Of course, I'm not saying that theoretical knowledge is not important. If you don't even know the contraindications for the elderly with high blood pressure and just give them folk prescriptions, something big will happen. But there is no need to make the knowledge points so obscure. I have seen some organizations compile the key points of care for common diseases of the elderly into a jingle, "antihypertensive drugs, take them after meals, and change posture slowly." The nursing sisters can remember it much faster than memorizing textbooks. There is also the "empathy ability" training that few people have mentioned before. I think it is the most important content - it is not that the caregivers are required to be saints, but that they need to know how to communicate with the elderly. For example, if the elderly say "I don't want to live anymore," you don't come up and just say "stop talking nonsense." Sit down and ask him if the child didn't come to see him yesterday and if he hurts somewhere. Many conflicts will not happen at all.
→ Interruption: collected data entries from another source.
//! Trigger bookkeeping for the event loop
//!
//! Two kinds of trigger exist: a fixed interval measured from the end of the previous
//! run, and a daily wall-clock time in the local timezone. The scheduler only tracks
//! when each task is next due; running tasks is the event loop's job.

use chrono::{DateTime, Days, NaiveTime, TimeZone};
use std::time::Duration;

/// When a task fires
#[derive(Debug, Clone, Copy, PartialEq, Eq)]
pub enum Trigger {
    /// Every `Duration`, counted from the end of the previous run
    Every(Duration),
    /// Once a day at this time of day
    DailyAt(NaiveTime),
}

impl Trigger {
    /// First firing strictly after `after`
    pub fn next_after<Tz: TimeZone>(&self, after: &DateTime<Tz>) -> DateTime<Tz> {
        match self {
            Trigger::Every(every) => {
                let every = chrono::Duration::from_std(*every).unwrap_or_else(|_| chrono::Duration::days(365));
                after.clone().checked_add_signed(every).unwrap_or_else(|| after.clone())
            },
            Trigger::DailyAt(time) => {
                let timezone = after.timezone();
                let mut date = after.date_naive();
                loop {
                    let candidate = date.and_time(*time);
                    // A time skipped by a DST change resolves to nothing; try the next day.
                    if let Some(at) = timezone.from_local_datetime(&candidate).earliest() {
                        if at > *after {
                            return at;
                        }
                    }
                    match date.checked_add_days(Days::new(1)) {
                        Some(next) => date = next,
                        None => return after.clone(),
                    }
                }
            },
        }
    }
}

/// Work the event loop knows how to run
#[derive(Debug, Clone, Copy, PartialEq, Eq, Hash)]
pub enum Task {
    /// Drain the live queue
    Drain,
    /// Run the archive policy at this index
    Archive(usize),
}

#[derive(Debug, Clone)]
struct Entry<Tz: TimeZone> {
    task: Task,
    trigger: Trigger,
    next_run: DateTime<Tz>,
}

/// Set of tasks with their triggers and next due times
#[derive(Debug, Clone)]
pub struct Scheduler<Tz: TimeZone> {
    entries: Vec<Entry<Tz>>,
}

impl<Tz: TimeZone> Default for Scheduler<Tz> {
    fn default() -> Self {
        Self { entries: Vec::new() }
    }
}

impl<Tz: TimeZone> Scheduler<Tz> {
    pub fn new() -> Self {
        Self::default()
    }

    /// Register a task with its first run at `first_run`
    pub fn add(&mut self, task: Task, trigger: Trigger, first_run: DateTime<Tz>) {
        self.entries.push(Entry {
            task,
            trigger,
            next_run: first_run,
        });
    }

    pub fn is_empty(&self) -> bool {
        self.entries.is_empty()
    }

    /// Earliest next run across all tasks
    pub fn next_run(&self) -> Option<DateTime<Tz>> {
        self.entries.iter().map(|entry| entry.next_run.clone()).min()
    }

    /// Tasks due at `now`, in registration order
    pub fn due(&self, now: &DateTime<Tz>) -> Vec<Task> {
        self.entries
            .iter()
            .filter(|entry| entry.next_run <= *now)
            .map(|entry| entry.task)
            .collect()
    }

    /// Record that `task` finished at `finished_at` and compute its next run
    pub fn completed(&mut self, task: Task, finished_at: &DateTime<Tz>) {
        for entry in self.entries.iter_mut().filter(|entry| entry.task == task) {
            entry.next_run = entry.trigger.next_after(finished_at);
        }
    }
}

#[cfg(test)]
#[allow(clippy::unwrap_used, clippy::expect_used)]
mod tests {
    use super::*;
    use chrono::Utc;

    fn at(h: u32, m: u32, s: u32) -> DateTime<Utc> {
        Utc.with_ymd_and_hms(2020, 6, 1, h, m, s).unwrap()
    }

    fn one_am() -> NaiveTime {
        NaiveTime::from_hms_opt(1, 0, 0).unwrap()
    }

    #[test]
    fn test_interval_counts_from_previous_run() {
        let trigger = Trigger::Every(Duration::from_secs(60));
        assert_eq!(trigger.next_after(&at(0, 0, 30)), at(0, 1, 30));
    }

    #[test]
    fn test_daily_trigger_later_today() {
        let trigger = Trigger::DailyAt(one_am());
        assert_eq!(trigger.next_after(&at(0, 30, 0)), at(1, 0, 0));
    }

    #[test]
    fn test_daily_trigger_rolls_to_tomorrow() {
        let trigger = Trigger::DailyAt(one_am());
        let tomorrow = Utc.with_ymd_and_hms(2020, 6, 2, 1, 0, 0).unwrap();
        assert_eq!(trigger.next_after(&at(1, 0, 0)), tomorrow);
        assert_eq!(trigger.next_after(&at(13, 0, 0)), tomorrow);
    }

    #[test]
    fn test_due_and_completed() {
        let mut scheduler = Scheduler::new();
        scheduler.add(Task::Drain, Trigger::Every(Duration::from_secs(60)), at(0, 0, 0));
        scheduler.add(Task::Archive(0), Trigger::DailyAt(one_am()), at(0, 0, 0));

        assert_eq!(scheduler.due(&at(0, 0, 0)), vec![Task::Drain, Task::Archive(0)]);

        scheduler.completed(Task::Drain, &at(0, 0, 5));
        scheduler.completed(Task::Archive(0), &at(0, 0, 7));

        assert!(scheduler.due(&at(0, 0, 30)).is_empty());
        assert_eq!(scheduler.next_run(), Some(at(0, 1, 5)));
        assert_eq!(scheduler.due(&at(1, 0, 0)), vec![Task::Drain, Task::Archive(0)]);
    }

    #[test]
    fn test_empty_scheduler_has_no_next_run() {
        let scheduler: Scheduler<Utc> = Scheduler::new();
        assert!(scheduler.is_empty());
        assert!(scheduler.next_run().is_none());
    }
}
At present, this type of training is still trying to cross the river by feeling for stones. Some places have done a good job and directly linked the training subsidies to the salary of caregivers, so that those who learn are motivated.; Some places are still scraping together people to complete tasks, spending a lot of money without seeing any results. But no matter how it changes, there is actually only one final criterion: whether the elderly are really comfortable, whether their families are really relieved, and whether the caregivers really feel that what they have learned is useful. Everything else is empty.